As shown in fig. 7, the resampling step S202) specifically includes the following steps S2021) to S2023). S2021) an effective mass-to-charge ratio selecting step for selecting an effective mass-to-charge ratio interval and an effective mass-to-charge ratio number; and constructing an effective mass-to-charge ratio schematic diagram in the resampled data, wherein the abscissa of the schematic diagram represents the effective mass-to-charge ratio number reserved after resampling, and the ordinate of the schematic diagram represents the mass-to-charge ratio numerical value corresponding to the mass-to-charge ratio number. S2022) an effective mass-to-charge ratio calculating step for calculating the mass-to-charge ratio of the resampled mass spectrum data by using a resampling algorithm; the resampling algorithm is as follows: the mass-to-charge ratio interval of the effective mass spectrum data after resampling is set as [ y 1 ,y 2 ]The mass-to-charge ratio coordinate number after resampling is N; calculating the mass-to-charge ratio coordinate after resampling by using the following formula
Wherein N is greater than 10 4 And less than 10 5 The balance between the accuracy of the algorithm and the calculation speed is obtained. And S2023) an interpolation processing step, namely performing interpolation processing on the mass spectrogram after baseline correction by using the mass-to-charge ratio and the mass-to-charge ratio number after resampling, and converting the abscissa of the mass spectrogram after baseline correction into the mass-to-charge ratio number from the mass-to-charge ratio numerical value. In this embodiment, the mass-to-charge ratios of the resampled mass spectrum data are all distributed in a mass-to-charge ratio interval of 98.9 to 1003.1, 10000 groups of effective mass spectrum data are reserved, and the resampled mass-to-charge ratio coordinate +is calculated by using the following formula> Corresponding to the effective mass spectrum data, 10000 mass-to-charge ratios are provided, as shown in fig. 8, which is a schematic diagram of the effective mass-to-charge ratio in the resampled data of this embodiment, and the abscissa of the diagram represents the effective mass-to-charge ratio number retained after resampling, and the ordinate of the diagram represents the mass-to-charge ratio value corresponding to the mass-to-charge ratio number.

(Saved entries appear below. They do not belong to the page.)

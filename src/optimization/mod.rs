pub mod callback;
pub mod loss;
pub mod optimizer;
pub mod problem;
pub mod solvers;

pub use callback::{IterationRecord, ProgressLog};
pub use loss::{MetricExt, Target, TargetMode};
pub use optimizer::{Optimizer, SearchOutcome};
pub use problem::{CircuitProblem, EvaluationRecord, SearchState};
pub use solvers::{
    DifferentialEvolution, GradientDescent, NelderMead, ParticleSwarm, select_strategy,
};
pub use solvers::{Evaluation, Problem, SearchCallback, Strategy, StrategyResult, Termination};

In the process of carrying out interpolation processing on the mass spectrogram, removing redundant mass spectrum data in the mass spectrogram (shown in figure 6) after baseline correction, and only reserving effective mass spectrum data for resampling; the abscissa of the mass spectrum after baseline correction is converted from the charge-to-mass ratio value to the mass-to-charge ratio number, and the ordinate is unchanged, so that resampling of each group of original mass spectrum data can be completed, as shown in fig. 9, the mass spectrum of the resampled mass spectrum data of this embodiment is shown, the abscissa represents the effective mass-to-charge ratio number after resampling, and the ordinate represents the actually-measured ion signal intensity value corresponding to the mass-to-charge ratio number. After the resampling step, on the mass spectrogram, the interval with the relatively small mass-to-charge ratio contains more sampling values, and the interval with the relatively large mass-to-charge ratio contains less sampling values, and corresponds to the assumption that the interval with the small mass-to-charge ratio contains more information than the interval with the large mass-to-charge ratio.
Step S203), a standardization step, which is used for carrying out standardization processing on the ion signal intensity value in the resampling mass spectrum data and carrying out longitudinal coordinate transformation on the mass spectrum to obtain standardized mass spectrum data. As shown in fig. 10, step S203) the normalization step specifically includes the following steps S2031) to S2034). Step S2031) a signal intensity absolute value sum calculating step for calculating the sum S of the absolute values of the ion signal intensity values in all the resampled mass spectrum data; step S2032) a normalized signal intensity value sum setting step of setting a sum of absolute values of ion signal intensity values in all the resampled mass spectrum data after the normalization processing to a constant T, which is set to 10000 in this embodiment; step S2033) a signal intensity value change multiple calculation step for calculating a change multiple T/S of each signal intensity value; step S2034) a signal intensity value changing step, which is used for synchronously amplifying or reducing each ion signal intensity value in the resampled mass spectrum data, and carrying out ordinate transformation on the mass spectrum, wherein the change multiple of the signal intensity value is T/S in the step S2033). Fig. 11 shows a mass spectrum of the normalized mass spectrum data of the present embodiment, in which the abscissa represents the effective mass-to-charge ratio number after resampling, and the ordinate represents the ion signal normalized intensity value corresponding to the mass-to-charge ratio number. The technical effect of the normalization step is that the intensities of the mass spectrum data are mapped to a uniform range, so that the distribution range of the intensities of each group of mass spectrum data is basically consistent, and the comparability of the mass spectrum data of different samples is enhanced.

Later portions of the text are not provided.